For centuries, civilization has been split between those who believe devotedly in religious mysticism and those who would entrust a role to scientific empiricism. Scientists, such as Galileo, would suffer for their commitment to natural, observable facts and the principles derived from them. For many others—certainly the vast majority of humankind—the abiding reality was, and remains, spiritual. Today, more than 40% of all Americans believe in pure creationism—that God created humans in their present form 10,000 years ago. Another 20% believe that God has guided every step of the evolutionary process. Faith continues to conquer fact.

These spiritual convictions are not difficult to understand. Creationist dogma is not the result of folly or ignorance. It is part of the canon of belief in the divine. It is impossible for anyone to ignore the central reality of human life—that it is time-limited. No one escapes death. Religion in its various shapes and forms is the only way fully to understand the cycle of life, in particular what happens to each of us all after our demise.

English naturalist and geologist Charles Robert Darwin proposed the most important factual theory explaining the existence and development of the multiplicity of species in all their forms and diversity across the globe. His On the Origin of the Species, published in 1860, had a profound effect on biologists, religionists and philosophers in particular in America.

In The Book that Changed America, Randall Fuller, Chapman Professor of English at the University of Tulsa, focuses on the impact of Darwin’s theory of natural selection on America’s leading thinkers of the middle of the Nineteenth Century.  Centered in Concord, Massachusetts, Thoreau, Emerson, Alcott and Gray wrestled with Darwin’s explication of the historical development of flora and fauna that had the potential to shatter the prevailing religious ethos.
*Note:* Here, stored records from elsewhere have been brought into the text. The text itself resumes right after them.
use std::sync::Arc;
use std::time::{Duration, Instant};

use tracing::{debug, info, warn};

use crate::config::Config;
use crate::engine::{Engine, EngineError};
use crate::model::Ms;

#[derive(Debug, Clone)]
pub struct SweepSettings {
    pub interval: Duration,
    pub activation_window: Duration,
    /// Compact once this many records were appended since the last compaction.
    pub compact_threshold: u64,
}

impl From<&Config> for SweepSettings {
    fn from(config: &Config) -> Self {
        Self {
            interval: config.sweep_interval,
            activation_window: config.activation_window,
            compact_threshold: config.compact_threshold,
        }
    }
}

/// What one pass did.
#[derive(Debug, Default, Clone, PartialEq, Eq)]
pub struct SweepReport {
    pub expired_requests: usize,
    pub purged_locks: usize,
    pub activated_sessions: usize,
    pub completed_sessions: usize,
    pub compacted: bool,
}

/// One pass: expire stale requests, purge dead locks, activate due sessions,
/// complete elapsed ones, then compact the WAL once it has grown past the
/// threshold.
pub async fn sweep_once(engine: &Engine, settings: &SweepSettings) -> Result<SweepReport, EngineError> {
    let started = Instant::now();
    let mut report = SweepReport {
        expired_requests: engine.expire_stale_requests().await?.len(),
        purged_locks: engine.purge_expired_locks().await?,
        activated_sessions: engine
            .activate_due_sessions(settings.activation_window.as_millis() as Ms)
            .await?
            .len(),
        completed_sessions: engine.complete_elapsed_sessions().await?.len(),
        compacted: false,
    };

    if settings.compact_threshold > 0
        && engine.wal_appends_since_compact().await >= settings.compact_threshold
    {
        engine.compact_wal().await?;
        report.compacted = true;
    }

    metrics::histogram!(crate::observability::SWEEP_DURATION_SECONDS)
        .record(started.elapsed().as_secs_f64());
    Ok(report)
}

/// The scheduler loop the daemon spawns; the engine itself owns no timers.
pub async fn run_sweeper(engine: Arc<Engine>, settings: SweepSettings) {
    let mut interval = tokio::time::interval(settings.interval);
    info!("sweeper running every {:?}", settings.interval);
    loop {
        interval.tick().await;
        match sweep_once(&engine, &settings).await {
            Ok(report) if report != SweepReport::default() => info!("sweep: {report:?}"),
            Ok(_) => debug!("sweep: nothing to do"),
            Err(e) => warn!("sweep failed: {e}"),
        }
    }
}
Fuller’s text demonstrates his fluency as a scholar both in American literature and of the state of scientific study at the time. He writes with genuine erudition, placing Darwin’s theories in context. Fuller’s subtitle—How Darwin’s Theory of Evolution Ignited a Nation—is somewhat hyperbolic, however. America in 1860 was consumed not with natural selection, but with the Nation’s original sin: human bondage. Abolitionists used Darwin’s theory to promote their revolutionary notion that Southern overlords and their African chattel were both humans of the same level and ancient origin. 

America on the edge of the Civil War wrestled with the seemingly unsolvable problem of how to address Southern slavery. It had become evident that the status quo was intolerable. Southern slaveholders insisted on maintaining their “peculiar institution,” while a growing number of Northerners found slavery insufferable. Although they were not ready to take up arms to eliminate the nation’s cancer, Northern abolitionists found in the martyred body of John Brown a symbol of righteousness. They found in Darwin’s book about birds, bees and trees a scientific treatise that could offer a justification—not based on individual morality, but on provable scientific fact—that all men were created equal.
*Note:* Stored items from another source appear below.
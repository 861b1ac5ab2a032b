use std::collections::{HashMap, HashSet};

use tracing::info;
use ulid::Ulid;

use crate::limits::*;
use crate::model::*;

use super::conflict::{booked_per_day, validate_instant};
use super::mutations::validate_preference_rows;
use super::{Allocation, Engine, EngineError, StateError};

impl Engine {
    /// Student proposes candidate slot starts for a tutor's module. Every
    /// candidate is re-validated against current availability and policy.
    pub async fn create_booking_request(
        &self,
        student_id: Ulid,
        tutor_id: Ulid,
        module_id: Ulid,
        candidate_starts: &[Ms],
        availability: Vec<StudentPreference>,
    ) -> Result<BookingRequest, EngineError> {
        if student_id == tutor_id {
            return Err(EngineError::Validation("student and tutor must differ".into()));
        }
        if candidate_starts.is_empty() {
            return Err(EngineError::Validation("no candidate slots".into()));
        }
        if candidate_starts.len() > MAX_CANDIDATE_SLOTS {
            return Err(EngineError::LimitExceeded("too many candidate slots"));
        }
        let mut seen = HashSet::new();
        for start in candidate_starts {
            validate_instant(*start)?;
            if !seen.insert(*start) {
                return Err(EngineError::Validation(format!("duplicate candidate slot {start}")));
            }
        }
        validate_preference_rows(&availability)?;

        let id = Ulid::new();
        let availability: Vec<StudentPreference> = availability
            .into_iter()
            .map(|row| StudentPreference {
                student_id,
                booking_request_id: Some(id),
                ..row
            })
            .collect();

        let preference = self.store.module_preference(tutor_id, module_id);
        let len = preference.slot_length_ms();
        let mut candidate_slots: Vec<Span> = candidate_starts
            .iter()
            .map(|s| Span::new(*s, s + len))
            .collect();
        candidate_slots.sort_by_key(|s| s.start);

        let cal = self.store.calendar(tutor_id);
        let mut guard = cal.write().await;
        let now = self.now();

        let first = local_date(candidate_slots[0].start, self.tz());
        let last = local_date(candidate_slots[candidate_slots.len() - 1].start, self.tz());
        let verdicts: HashMap<Ms, Result<(), SlotRejection>> = self
            .slot_verdicts(&guard, student_id, tutor_id, module_id, first, last, &availability, now)
            .into_iter()
            .map(|v| (v.span.start, v.verdict))
            .collect();

        for slot in &candidate_slots {
            let verdict = verdicts
                .get(&slot.start)
                .copied()
                .unwrap_or(Err(SlotRejection::NotOffered));
            if let Err(rejection) = verdict {
                return Err(EngineError::Validation(format!(
                    "slot starting {} rejected: {}",
                    slot.start,
                    rejection.code()
                )));
            }
        }

        let request = BookingRequest {
            id,
            student_id,
            tutor_id,
            module_id,
            status: RequestStatus::Pending,
            availability,
            candidate_slots,
            created_at: now,
            expires_at: now + self.settings.negotiation_ttl_ms,
            responded_at: None,
        };
        let event = Event::RequestCreated {
            request: request.clone(),
        };
        self.persist_and_apply(&mut guard, &event).await?;

        metrics::counter!(crate::observability::REQUESTS_CREATED_TOTAL).increment(1);
        info!("booking request {id} created by {student_id} for tutor {tutor_id}");
        Ok(request)
    }

    /// Tutor accepts a subset of the candidates. Lock all, then allocate all;
    /// on any failure the request stays Pending.
    pub async fn approve_booking_request(
        &self,
        request_id: Ulid,
        approved_starts: &[Ms],
        tutor_id: Ulid,
    ) -> Result<Vec<Session>, EngineError> {
        let cal = self.store.calendar(self.request_tutor(request_id, tutor_id)?);

        // Phase 1: lock every approved slot under one guard.
        let (request, slots, lock_ids) = {
            let mut guard = cal.write().await;
            let now = self.now();
            let request = self.open_request(&mut guard, request_id, now).await?;

            if approved_starts.is_empty() {
                return Err(EngineError::Validation("no slots approved".into()));
            }
            let mut seen = HashSet::new();
            let mut slots = Vec::with_capacity(approved_starts.len());
            for start in approved_starts {
                if !seen.insert(*start) {
                    return Err(EngineError::Validation(format!("duplicate approved slot {start}")));
                }
                let slot = request
                    .candidate_slots
                    .iter()
                    .find(|s| s.start == *start)
                    .ok_or_else(|| {
                        EngineError::Validation(format!("slot {start} is not a candidate"))
                    })?;
                slots.push(*slot);
            }
            self.check_approved_slots(&guard, tutor_id, request.module_id, &slots, now)?;

            let lock_ids = self
                .lock_slots(&mut guard, &slots, request.student_id, None, now)
                .await?;
            (request, slots, lock_ids)
        };

        // Phase 2: allocate; failure releases the locks.
        let sessions = self
            .allocate(Allocation {
                booking_request_id: Some(request_id),
                tutor_id,
                student_id: request.student_id,
                module_id: request.module_id,
                slots,
                lock_ids,
            })
            .await?;

        metrics::counter!(crate::observability::REQUESTS_RESOLVED_TOTAL, "outcome" => "approved")
            .increment(1);
        info!("booking request {request_id} approved with {} sessions", sessions.len());
        Ok(sessions)
    }

    /// Approved slots must still clear the lead time, and fit under the
    /// daily cap together with what is already booked.
    fn check_approved_slots(
        &self,
        cal: &TutorCalendar,
        tutor_id: Ulid,
        module_id: Ulid,
        slots: &[Span],
        now: Ms,
    ) -> Result<(), EngineError> {
        let preference = self.store.module_preference(tutor_id, module_id);
        let earliest = now + preference.lead_time_ms();
        let mut per_day = booked_per_day(cal, self.tz());
        for slot in slots {
            let rejection = if slot.start < earliest {
                Some(SlotRejection::LeadTime)
            } else {
                let count = per_day.entry(local_date(slot.start, self.tz())).or_insert(0);
                *count += 1;
                (*count > preference.max_sessions_per_day).then_some(SlotRejection::DailyLimit)
            };
            if let Some(rejection) = rejection {
                return Err(EngineError::Validation(format!(
                    "slot starting {} rejected: {}",
                    slot.start,
                    rejection.code()
                )));
            }
        }
        Ok(())
    }

    pub async fn reject_booking_request(
        &self,
        request_id: Ulid,
        tutor_id: Ulid,
    ) -> Result<BookingRequest, EngineError> {
        let cal = self.store.calendar(self.request_tutor(request_id, tutor_id)?);
        let mut guard = cal.write().await;
        let now = self.now();
        self.open_request(&mut guard, request_id, now).await?;

        let event = Event::RequestRejected {
            id: request_id,
            tutor_id,
            at: now,
        };
        self.persist_and_apply(&mut guard, &event).await?;

        metrics::counter!(crate::observability::REQUESTS_RESOLVED_TOTAL, "outcome" => "rejected")
            .increment(1);
        info!("booking request {request_id} rejected");
        self.store
            .requests
            .get(&request_id)
            .map(|r| r.value().clone())
            .ok_or(EngineError::NotFound(request_id))
    }

    /// Transition every Pending request past its deadline to Expired.
    pub async fn expire_stale_requests(&self) -> Result<Vec<Ulid>, EngineError> {
        let now = self.now();
        let mut by_tutor: HashMap<Ulid, Vec<Ulid>> = HashMap::new();
        for entry in self.store.requests.iter() {
            if entry.is_expired(now) && entry.status == RequestStatus::Pending {
                by_tutor.entry(entry.tutor_id).or_default().push(entry.id);
            }
        }

        let mut expired = Vec::new();
        for (tutor_id, candidates) in by_tutor {
            let cal = self.store.calendar(tutor_id);
            let mut guard = cal.write().await;
            // Re-check under the guard; an approve may have won meanwhile.
            let ids: Vec<Ulid> = candidates
                .into_iter()
                .filter(|id| {
                    self.store
                        .requests
                        .get(id)
                        .is_some_and(|r| r.status == RequestStatus::Pending && r.is_expired(now))
                })
                .collect();
            if ids.is_empty() {
                continue;
            }
            let event = Event::RequestsExpired {
                tutor_id,
                ids: ids.clone(),
                at: now,
            };
            self.persist_and_apply(&mut guard, &event).await?;
            expired.extend(ids);
        }

        if !expired.is_empty() {
            metrics::counter!(crate::observability::REQUESTS_RESOLVED_TOTAL, "outcome" => "expired")
                .increment(expired.len() as u64);
            info!("expired {} stale booking requests", expired.len());
        }
        Ok(expired)
    }

    /// Unknown requests and requests of another tutor are both NotFound.
    fn request_tutor(&self, request_id: Ulid, tutor_id: Ulid) -> Result<Ulid, EngineError> {
        match self.store.requests.get(&request_id) {
            Some(r) if r.tutor_id == tutor_id => Ok(tutor_id),
            _ => Err(EngineError::NotFound(request_id)),
        }
    }

    /// Pending and unexpired, else the matching StateError. An expired
    /// Pending request is transitioned to Expired on the way out.
    async fn open_request(
        &self,
        cal: &mut TutorCalendar,
        request_id: Ulid,
        now: Ms,
    ) -> Result<BookingRequest, EngineError> {
        let request = self
            .store
            .requests
            .get(&request_id)
            .map(|r| r.value().clone())
            .ok_or(EngineError::NotFound(request_id))?;
        if request.status != RequestStatus::Pending {
            return Err(StateError::AlreadyResolved(request.status).into());
        }
        if request.is_expired(now) {
            let event = Event::RequestsExpired {
                tutor_id: request.tutor_id,
                ids: vec![request_id],
                at: now,
            };
            self.persist_and_apply(cal, &event).await?;
            return Err(StateError::Expired.into());
        }
        Ok(request)
    }
}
Ultimately, even Darwin’s acolytes in Massachusetts and beyond could not avoid the dominant religious philosophy in applying the principles of evolution. Unable to accept fully the notion that natural selection was the result of pure chance, they inserted God into the equation, either as the original force that set it all in motion or as the monitor that insured that change would follow His direction. Thus, Darwin’s book became simply an instruction manual based on scientific observation.

Fuller’s explanation of the effect of Darwin’s theory certainly will stand as a fascinating example of the impact of scientific work on popular theory. More importantly, the clash of fundamental attitudes that he explores has modern day implications. The battle between fact and faith is as contemporary as today’s headlines or tweets. Apparently, America will be ruled by the minority of its population that does not believe there is such a thing as a fact and that all news is “fake news.” Combining this prevailing cynicism with the absence of a sincere commitment to fundamental principles, America is once again on the edge of the chasm. This time there is no text like Darwin’s that will pull us out of the morass.